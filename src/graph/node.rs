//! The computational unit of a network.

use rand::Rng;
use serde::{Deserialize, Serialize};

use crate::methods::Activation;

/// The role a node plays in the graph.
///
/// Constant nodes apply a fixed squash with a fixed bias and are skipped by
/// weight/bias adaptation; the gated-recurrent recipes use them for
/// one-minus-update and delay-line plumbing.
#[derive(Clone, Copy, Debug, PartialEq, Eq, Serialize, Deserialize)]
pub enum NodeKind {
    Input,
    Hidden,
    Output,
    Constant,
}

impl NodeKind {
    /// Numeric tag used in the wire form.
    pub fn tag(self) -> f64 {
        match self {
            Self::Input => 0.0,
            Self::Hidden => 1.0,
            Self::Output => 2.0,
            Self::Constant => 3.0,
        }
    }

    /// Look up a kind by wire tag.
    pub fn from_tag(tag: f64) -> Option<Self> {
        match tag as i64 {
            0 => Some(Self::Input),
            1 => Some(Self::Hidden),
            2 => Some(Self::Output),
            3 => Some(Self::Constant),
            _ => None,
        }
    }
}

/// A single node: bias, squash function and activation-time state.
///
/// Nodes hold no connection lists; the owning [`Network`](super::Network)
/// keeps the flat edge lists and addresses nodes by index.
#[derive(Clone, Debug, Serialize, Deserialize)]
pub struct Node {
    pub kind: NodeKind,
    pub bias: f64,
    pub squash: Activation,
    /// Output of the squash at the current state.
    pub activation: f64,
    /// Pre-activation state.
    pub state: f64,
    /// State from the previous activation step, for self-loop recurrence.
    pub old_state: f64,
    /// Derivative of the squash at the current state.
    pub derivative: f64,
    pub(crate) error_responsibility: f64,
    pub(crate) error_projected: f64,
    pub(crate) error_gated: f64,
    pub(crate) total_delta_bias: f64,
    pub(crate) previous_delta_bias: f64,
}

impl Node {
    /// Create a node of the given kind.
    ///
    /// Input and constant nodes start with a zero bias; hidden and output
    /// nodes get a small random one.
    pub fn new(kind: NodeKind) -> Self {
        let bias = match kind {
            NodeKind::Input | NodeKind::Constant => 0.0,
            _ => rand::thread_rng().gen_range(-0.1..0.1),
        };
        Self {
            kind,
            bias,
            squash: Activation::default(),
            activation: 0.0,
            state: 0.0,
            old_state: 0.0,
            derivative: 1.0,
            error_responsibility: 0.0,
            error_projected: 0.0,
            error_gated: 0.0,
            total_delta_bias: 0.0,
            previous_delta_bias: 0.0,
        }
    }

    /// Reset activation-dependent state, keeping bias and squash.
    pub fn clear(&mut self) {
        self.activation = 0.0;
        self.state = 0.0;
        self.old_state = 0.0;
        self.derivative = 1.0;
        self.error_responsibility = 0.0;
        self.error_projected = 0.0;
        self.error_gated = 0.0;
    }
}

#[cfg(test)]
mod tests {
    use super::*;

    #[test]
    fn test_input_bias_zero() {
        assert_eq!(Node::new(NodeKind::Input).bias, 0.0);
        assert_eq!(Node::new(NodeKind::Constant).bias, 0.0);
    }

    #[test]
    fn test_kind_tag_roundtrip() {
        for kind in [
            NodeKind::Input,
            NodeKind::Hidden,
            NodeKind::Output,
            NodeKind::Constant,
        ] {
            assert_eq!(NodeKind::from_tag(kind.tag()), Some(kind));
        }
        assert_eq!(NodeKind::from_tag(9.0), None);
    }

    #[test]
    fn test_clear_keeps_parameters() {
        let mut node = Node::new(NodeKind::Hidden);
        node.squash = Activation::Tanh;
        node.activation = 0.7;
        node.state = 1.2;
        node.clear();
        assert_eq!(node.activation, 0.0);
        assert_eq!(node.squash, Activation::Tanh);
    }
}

------------------------------------------------------------

--- Exercise description ---
In full and exactly as written, repeat the data.

--- Final answer ---
filename src/graph/node.rs
//! The computational unit of a network.

use rand::Rng;
use serde::{Deserialize, Serialize};

use crate::methods::Activation;

/// The role a node plays in the graph.
///
/// Constant nodes apply a fixed squash with a fixed bias and are skipped by
/// weight/bias adaptation; the gated-recurrent recipes use them for
/// one-minus-update and delay-line plumbing.
#[derive(Clone, Copy, Debug, PartialEq, Eq, Serialize, Deserialize)]
pub enum NodeKind {
    Input,
    Hidden,
    Output,
    Constant,
}

impl NodeKind {
    /// Numeric tag used in the wire form.
    pub fn tag(self) -> f64 {
        match self {
            Self::Input => 0.0,
            Self::Hidden => 1.0,
            Self::Output => 2.0,
            Self::Constant => 3.0,
        }
    }

    /// Look up a kind by wire tag.
    pub fn from_tag(tag: f64) -> Option<Self> {
        match tag as i64 {
            0 => Some(Self::Input),
            1 => Some(Self::Hidden),
            2 => Some(Self::Output),
            3 => Some(Self::Constant),
            _ => None,
        }
    }
}

/// A single node: bias, squash function and activation-time state.
///
/// Nodes hold no connection lists; the owning [`Network`](super::Network)
/// keeps the flat edge lists and addresses nodes by index.
#[derive(Clone, Debug, Serialize, Deserialize)]
pub struct Node {
    pub kind: NodeKind,
    pub bias: f64,
    pub squash: Activation,
    /// Output of the squash at the current state.
    pub activation: f64,
    /// Pre-activation state.
    pub state: f64,
    /// State from the previous activation step, for self-loop recurrence.
    pub old_state: f64,
    /// Derivative of the squash at the current state.
    pub derivative: f64,
    pub(crate) error_responsibility: f64,
    pub(crate) error_projected: f64,
    pub(crate) error_gated: f64,
    pub(crate) total_delta_bias: f64,
    pub(crate) previous_delta_bias: f64,
}

impl Node {
    /// Create a node of the given kind.
    ///
    /// Input and constant nodes start with a zero bias; hidden and output
    /// nodes get a small random one.
    pub fn new(kind: NodeKind) -> Self {
        let bias = match kind {
            NodeKind::Input | NodeKind::Constant => 0.0,
            _ => rand::thread_rng().gen_range(-0.1..0.1),
        };
        Self {
            kind,
            bias,
            squash: Activation::default(),
            activation: 0.0,
            state: 0.0,
            old_state: 0.0,
            derivative: 1.0,
            error_responsibility: 0.0,
            error_projected: 0.0,
            error_gated: 0.0,
            total_delta_bias: 0.0,
            previous_delta_bias: 0.0,
        }
    }

    /// Reset activation-dependent state, keeping bias and squash.
    pub fn clear(&mut self) {
        self.activation = 0.0;
        self.state = 0.0;
        self.old_state = 0.0;
        self.derivative = 1.0;
        self.error_responsibility = 0.0;
        self.error_projected = 0.0;
        self.error_gated = 0.0;
    }
}

#[cfg(test)]
mod tests {
    use super::*;

    #[test]
    fn test_input_bias_zero() {
        assert_eq!(Node::new(NodeKind::Input).bias, 0.0);
        assert_eq!(Node::new(NodeKind::Constant).bias, 0.0);
    }

    #[test]
    fn test_kind_tag_roundtrip() {
        for kind in [
            NodeKind::Input,
            NodeKind::Hidden,
            NodeKind::Output,
            NodeKind::Constant,
        ] {
            assert_eq!(NodeKind::from_tag(kind.tag()), Some(kind));
        }
        assert_eq!(NodeKind::from_tag(9.0), None);
    }

    #[test]
    fn test_clear_keeps_parameters() {
        let mut node = Node::new(NodeKind::Hidden);
        node.squash = Activation::Tanh;
        node.activation = 0.7;
        node.state = 1.2;
        node.clear();
        assert_eq!(node.activation, 0.0);
        assert_eq!(node.squash, Activation::Tanh);
    }
}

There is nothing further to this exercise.